Free Security?

If you are 17 and want to guarantee yourself a dateless Friday night, my advice is to take up the oboe. When the cute new transfer student in my geography class found out my after-school activities involved Brahms and Telemann, the door to possible...


If you are 17 and want to guarantee yourself a dateless Friday night, my advice is to take up the oboe. When the cute new transfer student in my geography class found out my after-school activities involved Brahms and Telemann, the door to possible romance closed tighter than a hatch on a submarine. As word spread through school that my extracurricular performances required a white shirt and tails rather than a numbered jersey, I became black and blue from being touched with ten-foot poles. What was a lonely boy to do?

My father played three-chord hillbilly guitar for most of his life. I told him I enjoyed the orchestra, but all the hot chicks really dug guitar players — although not necessarily Gene Autry or Hank Williams. He took pity on me and dragged home a cheesy Teisco Del Ray electric with a nail behind the twelfth fret and a battered 1963 Fender Concert 60-watt tube amplifier. He taught me those three chords, and I would turn up that amp so loud that my bell bottoms flapped at the ankle. Surely this would improve my opportunities with the girl in Geography class.

I joined up with some guys from the school jazz ensemble to form a band, and we played what passed for rock music in that small Midwestern town. Translation: we sucked. Badly. In order to secure audiences in the dusty, fly-blown truck stops and roadside watering holes, we decided on a cunning plan: we named our band “Free Beer.” We planned to see our name in lights on the mobile marquee: One Night Only! Free Beer!

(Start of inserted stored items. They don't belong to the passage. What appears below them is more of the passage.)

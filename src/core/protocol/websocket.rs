// src/core/protocol/websocket.rs

//! WebSocket (RFC 6455) data framing.
//!
//! Only framing is handled here; the HTTP upgrade handshake belongs to the
//! caller. A logical message is the concatenation of frame payloads up to and
//! including the first frame with `fin` set.

use crate::core::errors::{LinkError, LinkResult};
use crate::core::transport::{MAX_MESSAGE_CONTENT, ManagedSocket, Transport};
use bytes::{Buf, Bytes, BytesMut};
use std::time::Duration;
use tokio::io::AsyncRead;
use tokio_util::codec::{Decoder, Encoder};

pub mod opcodes {
    pub const CONTINUATION: u8 = 0x0;
    pub const TEXT: u8 = 0x1;
    pub const BINARY: u8 = 0x2;
    pub const CLOSE: u8 = 0x8;
    pub const PING: u8 = 0x9;
    pub const PONG: u8 = 0xA;
}

const FIN_BIT: u8 = 0x80;
const MASK_BIT: u8 = 0x80;
const OPCODE_BITS: u8 = 0x0F;
const LENGTH_BITS: u8 = 0x7F;
/// Largest length that fits the 7-bit field.
const SHORT_LENGTH_MAX: usize = 125;
const EXTENDED_16: u8 = 126;
const EXTENDED_64: u8 = 127;

/// One physical frame. The payload is always held unmasked.
#[derive(Debug, Clone, PartialEq, Eq)]
pub struct WebSocketFrame {
    pub fin: bool,
    pub opcode: u8,
    pub mask: Option<[u8; 4]>,
    pub payload: Bytes,
}

impl WebSocketFrame {
    pub fn new(fin: bool, opcode: u8, payload: impl Into<Bytes>) -> Self {
        Self {
            fin,
            opcode,
            mask: None,
            payload: payload.into(),
        }
    }

    pub fn text(text: &str) -> Self {
        Self::new(true, opcodes::TEXT, Bytes::copy_from_slice(text.as_bytes()))
    }

    pub fn binary(payload: impl Into<Bytes>) -> Self {
        Self::new(true, opcodes::BINARY, payload)
    }

    /// Clients must mask every frame they send.
    pub fn masked(mut self, key: [u8; 4]) -> Self {
        self.mask = Some(key);
        self
    }

    pub fn encode(&self) -> Vec<u8> {
        let mut wire = Vec::with_capacity(14 + self.payload.len());
        self.encode_into(&mut wire);
        wire
    }

    fn encode_into(&self, wire: &mut impl Extend<u8>) {
        let first = (if self.fin { FIN_BIT } else { 0 }) | (self.opcode & OPCODE_BITS);
        let mask_bit = if self.mask.is_some() { MASK_BIT } else { 0 };
        let length = self.payload.len();
        wire.extend([first]);
        if length <= SHORT_LENGTH_MAX {
            wire.extend([mask_bit | length as u8]);
        } else if length <= u16::MAX as usize {
            wire.extend([mask_bit | EXTENDED_16]);
            wire.extend((length as u16).to_be_bytes());
        } else {
            wire.extend([mask_bit | EXTENDED_64]);
            wire.extend((length as u64).to_be_bytes());
        }
        match self.mask {
            Some(key) => {
                wire.extend(key);
                let mut payload = self.payload.to_vec();
                apply_mask(&mut payload, key);
                wire.extend(payload);
            }
            None => wire.extend(self.payload.iter().copied()),
        }
    }

    /// Decodes one frame from `bytes`, advancing past it. Returns
    /// `IncompleteData` when more input is needed.
    pub fn decode(bytes: &mut &[u8]) -> LinkResult<Self> {
        let header: &[u8] = *bytes;
        if header.len() < 2 {
            return Err(LinkError::IncompleteData);
        }
        let (fin, opcode, masked, short) = split_header([header[0], header[1]]);
        let mut offset = 2;
        let length = match short {
            EXTENDED_16 => {
                let field = header.get(2..4).ok_or(LinkError::IncompleteData)?;
                offset += 2;
                u16::from_be_bytes([field[0], field[1]]) as u64
            }
            EXTENDED_64 => {
                let field = header.get(2..10).ok_or(LinkError::IncompleteData)?;
                offset += 8;
                let mut length = [0u8; 8];
                length.copy_from_slice(field);
                u64::from_be_bytes(length)
            }
            short => short as u64,
        };
        let length = checked_length(length)?;
        let mask = if masked {
            let field = header
                .get(offset..offset + 4)
                .ok_or(LinkError::IncompleteData)?;
            offset += 4;
            Some([field[0], field[1], field[2], field[3]])
        } else {
            None
        };
        let body = header
            .get(offset..offset + length)
            .ok_or(LinkError::IncompleteData)?;
        let mut payload = body.to_vec();
        if let Some(key) = mask {
            apply_mask(&mut payload, key);
        }
        *bytes = &header[offset + length..];
        Ok(Self {
            fin,
            opcode,
            mask,
            payload: Bytes::from(payload),
        })
    }
}

fn split_header(header: [u8; 2]) -> (bool, u8, bool, u8) {
    (
        header[0] & FIN_BIT != 0,
        header[0] & OPCODE_BITS,
        header[1] & MASK_BIT != 0,
        header[1] & LENGTH_BITS,
    )
}

fn checked_length(length: u64) -> LinkResult<usize> {
    if length > MAX_MESSAGE_CONTENT as u64 {
        return Err(LinkError::Protocol(format!(
            "frame payload of {length} bytes exceeds the limit"
        )));
    }
    Ok(length as usize)
}

/// XORs `payload` with the repeating 4-byte key. Applying it twice restores
/// the input.
pub fn apply_mask(payload: &mut [u8], key: [u8; 4]) {
    for (i, byte) in payload.iter_mut().enumerate() {
        *byte ^= key[i % 4];
    }
}

/// A reassembled logical message.
#[derive(Debug, Clone, PartialEq, Eq)]
pub struct WebSocketMessage {
    /// Opcode of the first frame.
    pub opcode: u8,
    pub payload: Vec<u8>,
}

impl WebSocketMessage {
    pub fn text(&self) -> LinkResult<String> {
        Ok(String::from_utf8(self.payload.clone())?)
    }
}

impl Transport {
    /// Receives one frame off the socket.
    pub async fn receive_frame<S: AsyncRead + Unpin>(
        &self,
        socket: &mut ManagedSocket<S>,
        timeout: Option<Duration>,
    ) -> LinkResult<WebSocketFrame> {
        let header = self.receive_exact(socket, 2, timeout).await?;
        let (fin, opcode, masked, short) = split_header([header[0], header[1]]);
        let length = match short {
            EXTENDED_16 => {
                let field = self.receive_exact(socket, 2, timeout).await?;
                u16::from_be_bytes([field[0], field[1]]) as u64
            }
            EXTENDED_64 => {
                let field = self.receive_exact(socket, 8, timeout).await?;
                let mut length = [0u8; 8];
                length.copy_from_slice(&field);
                u64::from_be_bytes(length)
            }
            short => short as u64,
        };
        let length = match checked_length(length) {
            Ok(length) => length,
            Err(e) => {
                socket.abort();
                return Err(e);
            }
        };
        let mask = if masked {
            let key = self.receive_exact(socket, 4, timeout).await?;
            Some([key[0], key[1], key[2], key[3]])
        } else {
            None
        };
        let mut payload = self.receive_exact(socket, length, timeout).await?;
        if let Some(key) = mask {
            apply_mask(&mut payload, key);
        }
        Ok(WebSocketFrame {
            fin,
            opcode,
            mask,
            payload: Bytes::from(payload),
        })
    }

    /// Receives frames until one has `fin` set and joins their payloads.
    pub async fn receive_message<S: AsyncRead + Unpin>(
        &self,
        socket: &mut ManagedSocket<S>,
        timeout: Option<Duration>,
    ) -> LinkResult<WebSocketMessage> {
        let first = self.receive_frame(socket, timeout).await?;
        let opcode = first.opcode;
        let mut payload = first.payload.to_vec();
        let mut fin = first.fin;
        while !fin {
            let frame = self.receive_frame(socket, timeout).await?;
            if payload.len() + frame.payload.len() > MAX_MESSAGE_CONTENT {
                socket.abort();
                return Err(LinkError::Protocol(
                    "fragmented message exceeds the size limit".to_string(),
                ));
            }
            payload.extend_from_slice(&frame.payload);
            fin = frame.fin;
        }
        Ok(WebSocketMessage { opcode, payload })
    }
}

/// A `tokio_util::codec` pair for frames on a buffered stream.
#[derive(Debug, Default)]
pub struct WebSocketCodec;

impl Decoder for WebSocketCodec {
    type Item = WebSocketFrame;
    type Error = LinkError;

    fn decode(&mut self, src: &mut BytesMut) -> Result<Option<Self::Item>, Self::Error> {
        let mut bytes = &src[..];
        match WebSocketFrame::decode(&mut bytes) {
            Ok(frame) => {
                let len = src.len() - bytes.len();
                src.advance(len);
                Ok(Some(frame))
            }
            Err(LinkError::IncompleteData) => Ok(None),
            Err(e) => Err(e),
        }
    }
}

impl Encoder<WebSocketFrame> for WebSocketCodec {
    type Error = LinkError;

    fn encode(&mut self, item: WebSocketFrame, dst: &mut BytesMut) -> Result<(), Self::Error> {
        dst.reserve(14 + item.payload.len());
        item.encode_into(dst);
        Ok(())
    }
}
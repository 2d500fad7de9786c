// tests/property/consistency_test.rs

//! Property-based tests for socket reads
//! However the peer splits its writes, the receiver must see the same message.

use crate::test_helpers::running_transport;
use linkcore::core::protocol::hsl::{HslMessage, HslPacket};
use linkcore::core::protocol::resp_frame::pack_command;
use linkcore::core::protocol::MqttMessage;
use linkcore::core::{AnyStream, LinkSocket, ManagedSocket, Transport};
use proptest::prelude::*;
use std::time::Duration;
use tokio::io::AsyncWriteExt;
use uuid::Uuid;

const TIMEOUT: Option<Duration> = Some(Duration::from_secs(5));

/// Cuts `wire` at the given (unsorted, possibly repeated) offsets.
fn split_at_points(wire: &[u8], points: &[usize]) -> Vec<Vec<u8>> {
    let mut cuts: Vec<usize> = points
        .iter()
        .map(|p| p % (wire.len() + 1))
        .collect();
    cuts.push(0);
    cuts.push(wire.len());
    cuts.sort_unstable();
    cuts.dedup();
    cuts.windows(2).map(|w| wire[w[0]..w[1]].to_vec()).collect()
}

/// Writes each piece separately to the raw end of an in-memory pair and
/// runs `read` against the managed end.
fn deliver_in_pieces<T, F, Fut>(pieces: Vec<Vec<u8>>, read: F) -> T
where
    F: FnOnce(Transport, LinkSocket) -> Fut,
    Fut: std::future::Future<Output = T>,
{
    let rt = tokio::runtime::Runtime::new().unwrap();
    rt.block_on(async {
        let transport = running_transport();
        let (near, mut raw) = tokio::io::duplex(64 * 1024);
        let receiver = ManagedSocket::new(AnyStream::boxed(near));
        let writer = tokio::spawn(async move {
            for piece in pieces {
                raw.write_all(&piece).await.unwrap();
                raw.flush().await.unwrap();
                tokio::task::yield_now().await;
            }
            raw
        });
        let result = read(transport, receiver).await;
        drop(writer.await.unwrap());
        result
    })
}

proptest! {
    #![proptest_config(ProptestConfig {
        cases: 64,
        ..ProptestConfig::default()
    })]

    #[test]
    fn test_split_reply_reads_identically(
        args in prop::collection::vec("[a-z0-9]{0,12}", 1..6),
        points in prop::collection::vec(any::<usize>(), 0..8)
    ) {
        let wire = pack_command(&args);
        let expected = wire.clone();
        let received = deliver_in_pieces(split_at_points(&wire, &points), |transport, mut socket| async move {
            transport.receive_reply(&mut socket, TIMEOUT).await.unwrap()
        });
        prop_assert_eq!(received, expected);
    }

    #[test]
    fn test_split_envelope_reads_identically(
        content in prop::collection::vec(any::<u8>(), 0..512),
        points in prop::collection::vec(any::<usize>(), 0..8)
    ) {
        let packet = HslPacket::new(1002, 7, Uuid::from_u128(42), content);
        let wire = packet.encode().unwrap();
        let frame = deliver_in_pieces(split_at_points(&wire, &points), |transport, mut socket| async move {
            transport
                .receive_by_message(&mut socket, TIMEOUT, &HslMessage::new(), None)
                .await
                .unwrap()
        });
        prop_assert_eq!(HslPacket::decode(&frame).unwrap(), packet);
    }

    #[test]
    fn test_split_mqtt_message_reads_identically(
        head in any::<u8>(),
        length in prop_oneof![0usize..200, 16_380usize..16_390],
        points in prop::collection::vec(any::<usize>(), 0..8)
    ) {
        let message = MqttMessage::new(head, vec![0x5A; length]);
        let wire = message.encode().unwrap();
        let received = deliver_in_pieces(split_at_points(&wire, &points), |transport, mut socket| async move {
            transport.receive_mqtt(&mut socket, TIMEOUT).await.unwrap()
        });
        prop_assert_eq!(received, message);
    }
}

I suppose it was simply too good an idea, perhaps far ahead of its time. After several heated discussions with possible employers for our troupe, we were turned away even before the audition. The discussions always involved the concept of false advertising.
I guess I should have gone into marketing. “Free” has become a staple of modern corporate pitches. I was excited when I recently learned I could get free carpeted floor mats and an upgraded stereo system for my car — but I need to purchase a new Mercedes Benz this month only. The local public television station wants to give me a free tote bag and DVD of The Best of Wayne Newton — if I donate $150 during today’s telethon. A national home protection company will install a free security system in my home — however, I must commit to two years of monitoring at a “special” price. A nice barrister in Nigeria is willing to cut me in on 30 percent of his deceased client’s portfolio of $18 million Euros — providing I immediately send him my personal banking information so he may transfer the funds to me for “investment purposes.”

Most of us have figured out that free is never really free, and deals too good to pass up should really be passed up. As we gain experience, we learn to look for the caveats, as well as the ifs, ands or buts of the deal. None of us works for free, so why would anyone else be willing to do the same? People (and companies) don’t survive giving away valuable services or commodities. They may give you something for free and roll that expense into a larger deal, or they may use the freebie as a loss-leader to hook you in to profit-making sales. In any case, free is rarely free.

Why wouldn’t the same be true for security? Recently, Microsoft announced it was providing free security technology to its customers. This comes on the heels of an announcement they made almost three years ago claiming they would offer free anti-virus capabilities. Several well-known security technology companies watched their stocks plummet in the days following. The logic was pretty simple. Why would anyone pay for security products if Bill Gates was going to obligingly provide them for free?

Personally, I would worry about all these deals that seem too good to pass up. What’s the caveat? Where’s the fine print? Microsoft operating systems and applications have been riddled with technical vulnerabilities since they began selling software. Now they claim they will mitigate these risks for free. How much technical effort will they invest in a product that provides them with zero marginal revenue?

Recently, a good friend called to tell me a large government agency made a decision to go with a tiny technology start-up to obtain their critical anti-virus and anti-spyware capabilities. The reason? The little company was desperate for a marquee client, and offered the deal to all the agency’s IT users for pennies a seat. Apparently, the government buying agents felt they couldn’t justify paying out the taxpayers’ money at the higher prices proposed by the established technology leaders when this tiny company would offer them something called anti-virus for a fraction of the others.

How would you like to be the security guru for that agency when they are slammed by a wide-scale malicious software attack? Would you like to be the one saying, “Well, Madam Secretary, at least the security tools bought were the cheapest available!” Personally, I prefer to look for the fine print when I see the word free or something that simply looks too good to be true.